Uzaktan bakıldığında, insan istilacılar ile Godgrave’in yerli dehşetleri arasındaki çatışma muazzam boyutlarda ama yavaş ve uysal görünüyordu. Ancak Sunny daha iyi biliyordu – gölge hissini çok geniş bir alana yaymıştı, bu yüzden savaşın ne kadar şiddetli ve dehşet verici olduğunu hissedebiliyordu.
Savaş grubu on binlerce Uyanmış savaşçı, yüzlerce Usta ve bir düzine Azizden oluşuyordu. Geniş bir savaş cephesi boyunca yayılmışlardı ve yarıkların en yakınına doğru istikrarlı bir şekilde ilerliyorlardı.
Her askerin kendine özgü bir Yönü olduğundan, Uyanmışları uyumlu bir oluşum olarak konuşlandırmak zordu – bu büyüklükteki bir savaş gücünde, Yeteneklerinin genel özelliklerine göre birimlere ayrılmışlardı. Fiziksel geliştirme güçlerine sahip olanlar öncü kuvveti oluştururken, menzilli saldırılar yapabilen savaşçılar bir araya toplanıyordu ve bu böyle devam ediyordu.
Düzen, gereklilik gereği gevşek ve esnekti. Katı bir yapı savaşçıların Yönlerini tam olarak ifade etmelerini engelleyeceğinden, katı kalkan duvarları veya sıkı mızraklı falankslar yoktu.

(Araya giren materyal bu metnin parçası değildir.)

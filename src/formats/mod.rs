//! Built-in format implementations.
//!
//! Shortcut topology: the JSON Schema and Open API formats shortcut into each
//! other in both directions (they share the same schema dialect), and each
//! also declares a shortcut to its own format. Path search never takes a
//! self-loop hop, so those self edges exist to make one-hop cross-format
//! routes discoverable, such as `jsc->{jsc}->oapi`. The SureType format
//! shortcuts via JSON Schema on both sides. TypeScript and GraphQL only know
//! the neutral route.

pub mod core_types;
pub mod graphql;
pub mod json_schema;
pub mod open_api;
pub mod suretype;
pub mod typescript;

use std::sync::Arc;

use crate::graph::FormatGraph;

/// Register every built-in format with default options.
pub fn register_defaults(graph: &mut FormatGraph) {
    graph.register_reader(Arc::new(core_types::reader()));
    graph.register_writer(Arc::new(core_types::writer()));

    graph.register_reader(Arc::new(json_schema::reader()));
    graph.register_writer(Arc::new(json_schema::writer()));

    graph.register_reader(Arc::new(open_api::reader()));
    graph.register_writer(Arc::new(open_api::writer(Default::default())));

    graph.register_reader(Arc::new(typescript::reader()));
    graph.register_writer(Arc::new(typescript::writer(Default::default())));

    graph.register_reader(Arc::new(graphql::reader()));
    graph.register_writer(Arc::new(graphql::writer(Default::default())));

    graph.register_reader(Arc::new(suretype::reader()));
    graph.register_writer(Arc::new(suretype::writer(Default::default())));
}
use std::collections::BTreeMap;
use std::fmt;
use std::sync::Arc;

use crate::document::Document;
use crate::error::{Error, ErrorMeta};
use crate::format::Format;

/// Callback for recoverable, type-level issues. Never used for fatal errors.
pub type WarnFn = Arc<dyn Fn(&str, Option<&ErrorMeta>) + Send + Sync>;

/// A warn callback that logs through `tracing`.
pub fn tracing_warn() -> WarnFn {
    Arc::new(|message, meta| {
        let rendered = match meta {
            Some(meta) => crate::error::format_error(message, meta),
            None => message.to_string(),
        };
        tracing::warn!("{rendered}");
    })
}

/// The outcome of one read or write hop: the produced data plus the names of
/// the types that were handled and those that were rejected.
#[derive(Debug, Clone)]
pub struct Conversion<T> {
    pub data: T,
    pub converted_types: Vec<String>,
    pub not_converted_types: Vec<String>,
}

impl<T> Conversion<T> {
    /// A conversion where every type was handled.
    pub fn complete(data: T, converted_types: Vec<String>) -> Self {
        Self {
            data,
            converted_types,
            not_converted_types: Vec::new(),
        }
    }
}

/// Options handed to a reader implementation.
#[derive(Clone)]
pub struct ReaderOptions {
    pub warn: WarnFn,
    /// Source filename, when reading from a file. Relative to the cwd.
    pub filename: Option<String>,
}

impl Default for ReaderOptions {
    fn default() -> Self {
        Self {
            warn: tracing_warn(),
            filename: None,
        }
    }
}

impl fmt::Debug for ReaderOptions {
    fn fmt(&self, f: &mut fmt::Formatter<'_>) -> fmt::Result {
        f.debug_struct("ReaderOptions")
            .field("filename", &self.filename)
            .finish_non_exhaustive()
    }
}

/// Parses serialized source text into the neutral document. For managed
/// readers the input is a file path instead of text.
pub type ReadFn =
    Arc<dyn Fn(&str, &ReaderOptions) -> Result<Conversion<Document>, Error> + Send + Sync>;

/// Converts this reader's format's text directly into another format's text,
/// bypassing the neutral document.
pub type ShortcutReadFn =
    Arc<dyn Fn(&str, &ReaderOptions) -> Result<Conversion<String>, Error> + Send + Sync>;

/// Capability descriptor for one source format.
#[derive(Clone)]
pub struct Reader {
    kind: Format,
    managed_read: bool,
    read: ReadFn,
    shortcuts: BTreeMap<Format, ShortcutReadFn>,
}

impl Reader {
    pub fn new(kind: Format, read: ReadFn) -> Self {
        Self {
            kind,
            managed_read: false,
            read,
            shortcuts: BTreeMap::new(),
        }
    }

    /// Mark this reader as managed: `read` expects a file path, because
    /// correct parsing requires filesystem access.
    pub fn managed(mut self) -> Self {
        self.managed_read = true;
        self
    }

    /// Declare a direct transform from this reader's format into `format`.
    pub fn with_shortcut(mut self, format: Format, shortcut: ShortcutReadFn) -> Self {
        self.shortcuts.insert(format, shortcut);
        self
    }

    pub fn kind(&self) -> Format {
        self.kind
    }

    pub fn managed_read(&self) -> bool {
        self.managed_read
    }

    pub fn read(&self, data: &str, opts: &ReaderOptions) -> Result<Conversion<Document>, Error> {
        (self.read)(data, opts)
    }

    pub fn shortcut(&self, format: Format) -> Option<&ShortcutReadFn> {
        self.shortcuts.get(&format)
    }

    /// Formats this reader can shortcut to, in deterministic order.
    pub fn shortcut_formats(&self) -> impl Iterator<Item = Format> + '_ {
        self.shortcuts.keys().copied()
    }
}

impl fmt::Debug for Reader {
    fn fmt(&self, f: &mut fmt::Formatter<'_>) -> fmt::Result {
        f.debug_struct("Reader")
            .field("kind", &self.kind)
            .field("managed_read", &self.managed_read)
            .field("shortcuts", &self.shortcuts.keys().collect::<Vec<_>>())
            .finish_non_exhaustive()
    }
}
//! SureType ("st") reader and writer.
//!
//! The writer emits TypeScript source built on the suretype validator
//! builders (`v.object`, `v.string`, ...), one exported schema per type plus
//! optional inferred-type, ensurer and type-guard exports. The reader parses
//! that same builder subset back. Reading requires the file itself (imports
//! and variable names carry meaning), so the reader is managed and receives
//! a path instead of source text.
//!
//! Both sides also shortcut via JSON Schema, which suretype validators are a
//! thin syntax over.

use std::fmt::Write as _;
use std::sync::Arc;

use serde_json::Value;

use crate::document::{Annotations, Document, NamedType, Property, Type};
use crate::error::Error;
use crate::format::Format;
use crate::formats::json_schema::{
    definitions_of, document_to_schemas, parse_json_or_yaml, schemas_to_document, wrap_definitions,
    DEFINITIONS_REF,
};
use crate::formats::typescript::{lex, Lexed, Token};
use crate::reader::{Conversion, ReadFn, Reader, ReaderOptions, ShortcutReadFn};
use crate::writer::{ShortcutWriteFn, WriteFn, Writer, WriterOptions};

/// Options for the SureType writer.
#[derive(Debug, Clone)]
pub struct SureTypeWriterOptions {
    /// Export `type X = TypeOf<typeof schemaX>` aliases.
    pub export_type: bool,
    /// Export `ensureX` functions (validate-or-throw).
    pub export_ensurer: bool,
    /// Export `isX` type guards.
    pub export_type_guard: bool,
}

impl Default for SureTypeWriterOptions {
    fn default() -> Self {
        Self {
            export_type: true,
            export_ensurer: true,
            export_type_guard: true,
        }
    }
}

fn schema_var(name: &str) -> String {
    format!("schema{name}")
}

pub fn writer(options: SureTypeWriterOptions) -> Writer {
    let write_options = options.clone();
    let write: WriteFn =
        Arc::new(move |doc, opts| write_document(doc, opts, &write_options));

    let shortcut_options = options;
    let from_json_schema: ShortcutWriteFn = Arc::new(move |data, wopts, ropts| {
        let root = parse_json_or_yaml(data, ropts.filename.as_deref())?;
        let conversion = schemas_to_document(definitions_of(&root)?, DEFINITIONS_REF, ropts);
        let mut written = write_document(&conversion.data, wopts, &shortcut_options)?;
        for name in conversion.not_converted_types {
            if !written.not_converted_types.contains(&name) {
                written.not_converted_types.push(name);
            }
        }
        Ok(written)
    });

    Writer::new(Format::SureType, write).with_shortcut(Format::JsonSchema, from_json_schema)
}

Birliklerin bu şekilde konuşlandırılması en uygun yöntemdi ama orta rütbeli subaylar üzerinde büyük bir yük oluşturuyordu; bu subayların hem keskin bir zekâya hem de derin bir taktik anlayışına sahip olmaları gerekiyordu.
‘…Etkileyici.
Sunny’nin şansına, Kılıç Ordusu son derece disiplinli ve yetenekliydi. Ne de olsa ordunun çekirdeği, Rüya Âlemi’nin pek çok bölgesini insanların eline geçiren ve onlarca yıl süren ünlü boyun eğdirme harekâtı olan Valor Haçlı Seferleri’nin tecrübeli gazilerinden oluşuyordu.
Valor Şövalyeleri ve Dublörlerinin yanı sıra vasal klanların pek çok hizmetkârı, belki bu ölçekte olmasa da, bu tür savaşlara fazlasıyla aşinaydı.
Her ne kadar Kabuslar Zinciri’nden bu yana Uyanmışların ve Ustaların sayısı artmış ve tecrübeli savaşçılar artık azınlıkta kalmış olsa da, lejyonlar özellikle tecrübesiz acemilerin başına tecrübelileri getirecek ve böylece tüm orduya aynı yetkinliği aşılayacak şekilde bir araya getirilmişti.
Sonuç kendi adına konuşuyordu. Orman yavaşça ama kaçınılmaz olarak geri püskürtülüyor ve yakılıyordu.
Sunny savaşı bir süre gözlemledikten sonra, teoride böyle bir gücün etkili bir komutanı olabileceği sonucuna vardı. Elbette, işi tam anlamıyla öğrenmesi için birkaç aya ihtiyacı olacaktı. Kabul edilebilir herhangi bir sonuç elde etmek için on altı saat ne yazık ki yetersizdi – bu yüzden denemenin bir anlamı yoktu.
Neyse ki buna gerçekten ihtiyacı yoktu.
Orta rütbeli subaylar zaten askerleri yönetmek ve oluşumun dağılmasını önlemek için fazlasıyla yeterliydi. Onun rolü farklıydı – savaş partisinin kızıl istilanın dehşetiyle en avantajlı konumdan yüzleşmesi için gerekli koşulları yaratması gerekiyordu.
Çok aşağıda, istikrarlı bir şekilde ilerleyen formasyonun önünde korkunç şiddetin parlama noktaları vardı. Bu parlama noktaları Azizler ve onları destekleyen seçkin güçler etrafında toplanmıştı – en tehlikeli düşmanları ortadan kaldıran, en korkunç tehditlerle yüzleşen ve savaş grubunun yalnızca baş edebileceği tehlikelere karşı savaşmasını sağlayan onlardı.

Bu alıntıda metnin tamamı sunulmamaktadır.